The one place where I think her method of parenting goes wrong is never allowing the kid to fail or make their own mistakes. I think this can have dire consequences for the kids when they are grown.

I didn't read too many of the replies, but I wanted to reply to one of the earliest replies asking "What would she do if she had a disabled kid?" I was just reading an article about autistic kids in China. I guess there are special schools for autistic children, but the schools are for teaching the parents as well as the children, so the parents attend with the children. This is very hard on the family, because the schools are in the city, and it's difficult to afford to live in the city on one income, but of course one parent is always with the child, not bringing in an income. I think Chinese parents are greatly under-appreciated in the west! We just see, "Oh, the parents want the kids to excel so it reflects well on the parents" and not, "These parents will do just about anything to help their children succeed".

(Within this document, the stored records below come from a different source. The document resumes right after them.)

#[cfg(test)]
mod tests {
    use crate::categories::{
        Category, CategoryRepositoryTrait, CategoryService, CategoryServiceTrait, CategoryUpdate,
        NewCategory,
    };
    use crate::errors::{DatabaseError, Error, Result};
    use crate::outcome::MutationStatus;
    use crate::products::{ImageClaim, NewProduct, Product, ProductRepositoryTrait, ProductUpdate};
    use async_trait::async_trait;
    use chrono::NaiveDateTime;
    use std::sync::{Arc, Mutex};

    // --- Mock CategoryRepository ---
    #[derive(Clone, Default)]
    struct MockCategoryRepository {
        categories: Arc<Mutex<Vec<Category>>>,
        links: Arc<Mutex<Vec<(String, String)>>>,
        fail_edge_writes: bool,
    }

    impl MockCategoryRepository {
        fn new() -> Self {
            Self::default()
        }

        fn with_failing_edge_writes() -> Self {
            Self {
                fail_edge_writes: true,
                ..Self::default()
            }
        }

        fn seed(&self, category: Category) {
            self.categories.lock().unwrap().push(category);
        }

        fn link_count(&self) -> usize {
            self.links.lock().unwrap().len()
        }
    }

    #[async_trait]
    impl CategoryRepositoryTrait for MockCategoryRepository {
        fn get_by_id(&self, category_id: &str) -> Result<Option<Category>> {
            Ok(self
                .categories
                .lock()
                .unwrap()
                .iter()
                .find(|c| c.id == category_id)
                .cloned())
        }

        fn exists(&self, category_id: &str) -> Result<bool> {
            Ok(self.get_by_id(category_id)?.is_some())
        }

        fn list(&self) -> Result<Vec<Category>> {
            let mut categories = self.categories.lock().unwrap().clone();
            categories.sort_by(|a, b| a.id.cmp(&b.id));
            Ok(categories)
        }

        fn list_for_product(&self, product_id: &str) -> Result<Vec<Category>> {
            let links = self.links.lock().unwrap();
            let mut categories: Vec<Category> = self
                .categories
                .lock()
                .unwrap()
                .iter()
                .filter(|c| {
                    links
                        .iter()
                        .any(|(cat, prod)| cat == &c.id && prod == product_id)
                })
                .cloned()
                .collect();
            categories.sort_by(|a, b| a.id.cmp(&b.id));
            Ok(categories)
        }

        async fn create(&self, new_category: NewCategory) -> Result<Category> {
            let category = Category {
                id: new_category.id.unwrap_or_else(|| "c-generated".to_string()),
                name: new_category.name,
                description: new_category.description,
                color: new_category.color,
                ..Default::default()
            };
            self.categories.lock().unwrap().push(category.clone());
            Ok(category)
        }

        async fn update(&self, update: CategoryUpdate) -> Result<Category> {
            let mut categories = self.categories.lock().unwrap();
            let target_id = update.id.clone().unwrap_or_default();
            match categories.iter_mut().find(|c| c.id == target_id) {
                Some(category) => {
                    category.name = update.name;
                    category.description = update.description;
                    category.color = update.color;
                    Ok(category.clone())
                }
                None => Err(Error::Database(DatabaseError::NotFound(format!(
                    "category {}",
                    target_id
                )))),
            }
        }

        async fn delete(&self, category_id: &str) -> Result<usize> {
            let mut categories = self.categories.lock().unwrap();
            let before = categories.len();
            categories.retain(|c| c.id != category_id);
            self.links
                .lock()
                .unwrap()
                .retain(|(cat, _)| cat != category_id);
            Ok(before - categories.len())
        }

        async fn link_product(&self, category_id: &str, product_id: &str) -> Result<()> {
            if self.fail_edge_writes {
                return Err(Error::Database(DatabaseError::QueryFailed(
                    "database is locked".to_string(),
                )));
            }
            let mut links = self.links.lock().unwrap();
            let edge = (category_id.to_string(), product_id.to_string());
            if !links.contains(&edge) {
                links.push(edge);
            }
            Ok(())
        }

        async fn unlink_product(&self, category_id: &str, product_id: &str) -> Result<()> {
            if self.fail_edge_writes {
                return Err(Error::Database(DatabaseError::QueryFailed(
                    "database is locked".to_string(),
                )));
            }
            self.links
                .lock()
                .unwrap()
                .retain(|(cat, prod)| !(cat == category_id && prod == product_id));
            Ok(())
        }
    }

    // --- Mock ProductRepository (lookup only) ---
    #[derive(Clone, Default)]
    struct MockProductCatalog {
        known_ids: Arc<Mutex<Vec<String>>>,
    }

    impl MockProductCatalog {
        fn with_ids(ids: &[&str]) -> Self {
            Self {
                known_ids: Arc::new(Mutex::new(ids.iter().map(|s| s.to_string()).collect())),
            }
        }
    }

    #[async_trait]
    impl ProductRepositoryTrait for MockProductCatalog {
        fn get_by_id(&self, _product_id: &str) -> Result<Option<Product>> {
            unimplemented!()
        }

        fn exists(&self, product_id: &str) -> Result<bool> {
            Ok(self
                .known_ids
                .lock()
                .unwrap()
                .iter()
                .any(|id| id == product_id))
        }

        fn list(&self, _offset: Option<i64>, _limit: Option<i64>) -> Result<Vec<Product>> {
            unimplemented!()
        }

        fn list_for_category(&self, _category_id: &str) -> Result<Vec<Product>> {
            unimplemented!()
        }

        async fn create(&self, _new_product: NewProduct) -> Result<Product> {
            unimplemented!()
        }

        async fn update(&self, _update: ProductUpdate) -> Result<Product> {
            unimplemented!()
        }

        async fn delete(&self, _product_id: &str) -> Result<usize> {
            unimplemented!()
        }

        async fn set_image(&self, _product_id: &str, _extension: &str) -> Result<()> {
            unimplemented!()
        }

        async fn clear_image(&self, _product_id: &str) -> Result<()> {
            unimplemented!()
        }

        fn list_image_claims(&self) -> Result<Vec<ImageClaim>> {
            unimplemented!()
        }

        fn next_enrichment_candidate(
            &self,
            _now: NaiveDateTime,
            _max_attempts: i32,
        ) -> Result<Option<Product>> {
            unimplemented!()
        }

        async fn apply_enrichment(&self, _product_id: &str, _description: &str) -> Result<()> {
            unimplemented!()
        }

        async fn record_enrichment_failure(
            &self,
            _product_id: &str,
            _error: &str,
            _next_attempt_at: NaiveDateTime,
        ) -> Result<()> {
            unimplemented!()
        }

        fn list_quarantined(&self, _max_attempts: i32) -> Result<Vec<Product>> {
            unimplemented!()
        }
    }

    fn category(id: &str, name: &str) -> Category {
        Category {
            id: id.to_string(),
            name: name.to_string(),
            description: "Seasonal picks".to_string(),
            color: "#2e7d32".to_string(),
            ..Default::default()
        }
    }

    fn service_with(
        repository: MockCategoryRepository,
        products: MockProductCatalog,
    ) -> CategoryService {
        CategoryService::new(Arc::new(repository), Arc::new(products))
    }

    #[tokio::test]
    async fn test_add_category_reports_created_id() {
        let repository = MockCategoryRepository::new();
        let service = service_with(repository.clone(), MockProductCatalog::default());

        let outcome = service
            .add_category(NewCategory {
                id: None,
                name: "Outdoor".to_string(),
                description: "Camping and hiking gear".to_string(),
                color: "#00695c".to_string(),
            })
            .await;

        assert_eq!(outcome.status, MutationStatus::Created);
        assert_eq!(outcome.created_id.as_deref(), Some("c-generated"));
        assert_eq!(repository.list().unwrap().len(), 1);
    }

    #[tokio::test]
    async fn test_add_category_with_blank_name_writes_nothing() {
        let repository = MockCategoryRepository::new();
        let service = service_with(repository.clone(), MockProductCatalog::default());

        let outcome = service
            .add_category(NewCategory {
                id: None,
                name: "   ".to_string(),
                description: "Camping and hiking gear".to_string(),
                color: "#00695c".to_string(),
            })
            .await;

        assert_eq!(outcome.status, MutationStatus::Error);
        assert!(repository.list().unwrap().is_empty());
    }

    #[tokio::test]
    async fn test_update_missing_category_is_not_found() {
        let service = service_with(MockCategoryRepository::new(), MockProductCatalog::default());

        let outcome = service
            .update_category(CategoryUpdate {
                id: Some("c-missing".to_string()),
                name: "Outdoor".to_string(),
                description: "Camping and hiking gear".to_string(),
                color: "#00695c".to_string(),
            })
            .await;

        assert_eq!(outcome.status, MutationStatus::NotFound);
        assert_eq!(outcome.messages, vec!["Category was not found."]);
    }

    #[tokio::test]
    async fn test_delete_category_reports_deleted() {
        let repository = MockCategoryRepository::new();
        repository.seed(category("c-1", "Outdoor"));
        let service = service_with(repository.clone(), MockProductCatalog::default());

        let outcome = service.delete_category("c-1").await;

        assert_eq!(outcome.status, MutationStatus::Deleted);
        assert!(repository.list().unwrap().is_empty());
    }

    #[tokio::test]
    async fn test_delete_missing_category_is_not_found() {
        let service = service_with(MockCategoryRepository::new(), MockProductCatalog::default());

        let outcome = service.delete_category("c-missing").await;

        assert_eq!(outcome.status, MutationStatus::NotFound);
        assert_eq!(
            outcome.messages,
            vec!["Category cannot be deleted because it does not exist."]
        );
    }

    #[tokio::test]
    async fn test_link_enumerates_every_missing_endpoint() {
        let service = service_with(MockCategoryRepository::new(), MockProductCatalog::default());

        let outcome = service.link_product("c-missing", "p-missing").await;

        assert_eq!(outcome.status, MutationStatus::NotFound);
        assert_eq!(
            outcome.messages,
            vec!["Product was not found.", "Category was not found."]
        );
    }

    #[tokio::test]
    async fn test_link_with_missing_category_only_names_the_category() {
        let repository = MockCategoryRepository::new();
        let service = service_with(repository, MockProductCatalog::with_ids(&["p-1"]));

        let outcome = service.link_product("c-missing", "p-1").await;

        assert_eq!(outcome.status, MutationStatus::NotFound);
        assert_eq!(outcome.messages, vec!["Category was not found."]);
    }

    #[tokio::test]
    async fn test_link_is_idempotent() {
        let repository = MockCategoryRepository::new();
        repository.seed(category("c-1", "Outdoor"));
        let service = service_with(repository.clone(), MockProductCatalog::with_ids(&["p-1"]));

        let first = service.link_product("c-1", "p-1").await;
        let second = service.link_product("c-1", "p-1").await;

        assert_eq!(first.status, MutationStatus::Created);
        assert!(first.created_id.is_none());
        assert_eq!(second.status, MutationStatus::Created);
        assert_eq!(repository.link_count(), 1);
    }

    #[tokio::test]
    async fn test_unlink_without_edge_still_reports_deleted() {
        let repository = MockCategoryRepository::new();
        repository.seed(category("c-1", "Outdoor"));
        let service = service_with(repository.clone(), MockProductCatalog::with_ids(&["p-1"]));

        let outcome = service.unlink_product("c-1", "p-1").await;

        assert_eq!(outcome.status, MutationStatus::Deleted);
        assert_eq!(repository.link_count(), 0);
    }

    #[tokio::test]
    async fn test_link_storage_failure_reports_error() {
        let repository = MockCategoryRepository::with_failing_edge_writes();
        repository.seed(category("c-1", "Outdoor"));
        let service = service_with(repository, MockProductCatalog::with_ids(&["p-1"]));

        let outcome = service.link_product("c-1", "p-1").await;

        assert_eq!(outcome.status, MutationStatus::Error);
        assert_eq!(
            outcome.messages[0],
            "There was an issue linking the product to the category"
        );
        assert!(outcome.messages[1].contains("database is locked"));
    }

    #[tokio::test]
    async fn test_list_categories_for_product_follows_links() {
        let repository = MockCategoryRepository::new();
        repository.seed(category("c-1", "Outdoor"));
        repository.seed(category("c-2", "Indoor"));
        let service = service_with(repository.clone(), MockProductCatalog::with_ids(&["p-1"]));

        let linked = service.link_product("c-2", "p-1").await;
        assert_eq!(linked.status, MutationStatus::Created);

        let categories = service.list_categories_for_product("p-1").unwrap();
        assert_eq!(categories.len(), 1);
        assert_eq!(categories[0].id, "c-2");
    }
}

I wasn't thinking so much about "chinese mothers" in general or severely disabled children when I made that remark as I was the reaction by the author personally when her daughter wasn't living up to her expectations of excellence with the little donkey song. I wondered if she would react the same to her daughter for not memorizing her spelling list to Mom's satisfaction? And if so, what if it turned out she had a learning disability like dyslexia that hadn't been diagnosed yet? How many trips would Mom have made to the salvation army before she questioned the possibility that maybe her daughter wasn't lazy?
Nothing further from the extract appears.